- **YOUR INSTRUCTIONS**:
Wherever "Duration" turns up in the entries, copy out the line that holds it.

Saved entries
---

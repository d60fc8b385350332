//! Recognition - deciding whether a node's screen condition holds

pub mod adapter;
pub mod ocr;
pub mod template;
pub mod tesseract;

use crate::controller::Capture;
use crate::core::{ErrorKind, Match, Recognition};
use async_trait::async_trait;
use std::time::Duration;
use thiserror::Error;

pub use adapter::RecognizerAdapter;
pub use ocr::{OcrBackend, SharedOcrModel, TextBox};
pub use template::TemplateLibrary;
pub use tesseract::TesseractOcr;

#[derive(Debug, Clone, Error)]
pub enum RecognitionError {
    /// Model or asset missing; retrying recognition will not help
    #[error("Resource unavailable: {0}")]
    ResourceUnavailable(String),

    #[error("Recognizer backend error: {0}")]
    Backend(String),

    #[error("{operation} did not finish within {}ms", .after.as_millis())]
    TimedOut {
        operation: &'static str,
        after: Duration,
    },
}

impl RecognitionError {
    pub fn kind(&self) -> ErrorKind {
        match self {
            RecognitionError::ResourceUnavailable(_) => ErrorKind::ResourceUnavailable,
            RecognitionError::Backend(_) | RecognitionError::TimedOut { .. } => {
                ErrorKind::RecognizerBackendError
            }
        }
    }

    /// A stuck inference costs one attempt; other errors end the node
    pub fn is_attempt_scoped(&self) -> bool {
        matches!(self, RecognitionError::TimedOut { .. })
    }
}

/// Evaluates a recognition against a capture
///
/// `Ok(None)` is an ordinary miss. `capture` is `None` only for
/// recognitions that do not need one.
#[async_trait]
pub trait Recognizer: Send + Sync {
    async fn recognize(
        &self,
        recognition: &Recognition,
        capture: Option<Capture>,
    ) -> Result<Option<Match>, RecognitionError>;
}
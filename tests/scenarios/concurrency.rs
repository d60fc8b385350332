//! Test: one run per controller, many controllers at once

use crate::helpers::*;
use std::sync::Arc;
use std::time::Duration;
use uiflow::controller::{ControllerError, ControllerRegistry};
use uiflow::core::{FinalState, PipelineGraph, Point, Rect};
use uiflow::execution::{EngineError, PipelineEngine, RunRequest};
use uiflow::recognition::RecognizerAdapter;

const WAIT_FOREVER: &str = r#"{
    "Wait": {"recognition": "OCR", "expected": "Never", "timeout": 60000, "rate_limit": 1000}
}"#;

#[tokio::test(start_paused = true)]
async fn test_second_run_on_busy_controller_fails_fast() {
    let device = FakeController::android("emulator-5554");
    let h = Harness::new(device.clone(), ScreenOcr::new(), test_settings());

    let first = h.engine.start(h.request(WAIT_FOREVER, "Wait")).unwrap();
    tokio::time::sleep(Duration::from_millis(10)).await;

    let second = h.engine.start(h.request(WAIT_FOREVER, "Wait"));
    assert!(matches!(
        second.err(),
        Some(EngineError::Controller(ControllerError::Busy { .. }))
    ));
    assert!(h.engine.registry().is_busy(&h.controller_id));

    first.cancel();
    assert_eq!(first.wait().await.unwrap().final_state, FinalState::Cancelled);

    let third = h.engine.start(h.request(WAIT_FOREVER, "Wait")).unwrap();
    third.cancel();
    third.wait().await.unwrap();
}

#[tokio::test(start_paused = true)]
async fn test_runs_on_different_controllers_overlap() {
    let phone = FakeController::android("emulator-5554");
    let desktop = FakeController::windows("Notepad");
    phone.show(HOME);
    desktop.show(SETTINGS);

    let ocr = Arc::new(
        ScreenOcr::new()
            .with_text(HOME, "OK", Rect::new(0, 0, 10, 10))
            .with_text(SETTINGS, "OK", Rect::new(100, 50, 10, 10)),
    );
    let settings = test_settings();
    let registry = Arc::new(ControllerRegistry::new(settings.controller_call_timeout()));
    let phone_id = registry.register(phone.clone()).id;
    let desktop_id = registry.register(desktop.clone()).id;
    let recognizer = Arc::new(RecognizerAdapter::with_backend(ocr.clone(), &settings));
    let engine = PipelineEngine::new(registry, recognizer, settings);

    let graph = Arc::new(
        PipelineGraph::from_json(
            r#"{"Confirm": {"recognition": "OCR", "expected": "OK", "action": "Click", "post_delay": 500}}"#,
        )
        .unwrap(),
    );
    let a = engine
        .start(RunRequest::new(phone_id, graph.clone(), "Confirm"))
        .unwrap();
    let b = engine
        .start(RunRequest::new(desktop_id, graph, "Confirm"))
        .unwrap();

    let started = tokio::time::Instant::now();
    let (a, b) = tokio::join!(a.wait(), b.wait());
    assert_succeeded(&a.unwrap());
    assert_succeeded(&b.unwrap());

    // Both post delays ran side by side
    assert!(started.elapsed() < Duration::from_millis(1000));
    assert_eq!(phone.inputs(), vec![Call::Click(Point::new(5, 5))]);
    assert_eq!(desktop.inputs(), vec![Call::Click(Point::new(105, 55))]);

    // One model load serves both controllers
    assert_eq!(ocr.loads(), 1);
    assert_eq!(ocr.detections(), 2);
}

---

- **EXERCISE OUTPUT**:
use std::time::Duration;
        after: Duration,
use std::time::Duration;
    tokio::time::sleep(Duration::from_millis(10)).await;
    assert!(started.elapsed() < Duration::from_millis(1000));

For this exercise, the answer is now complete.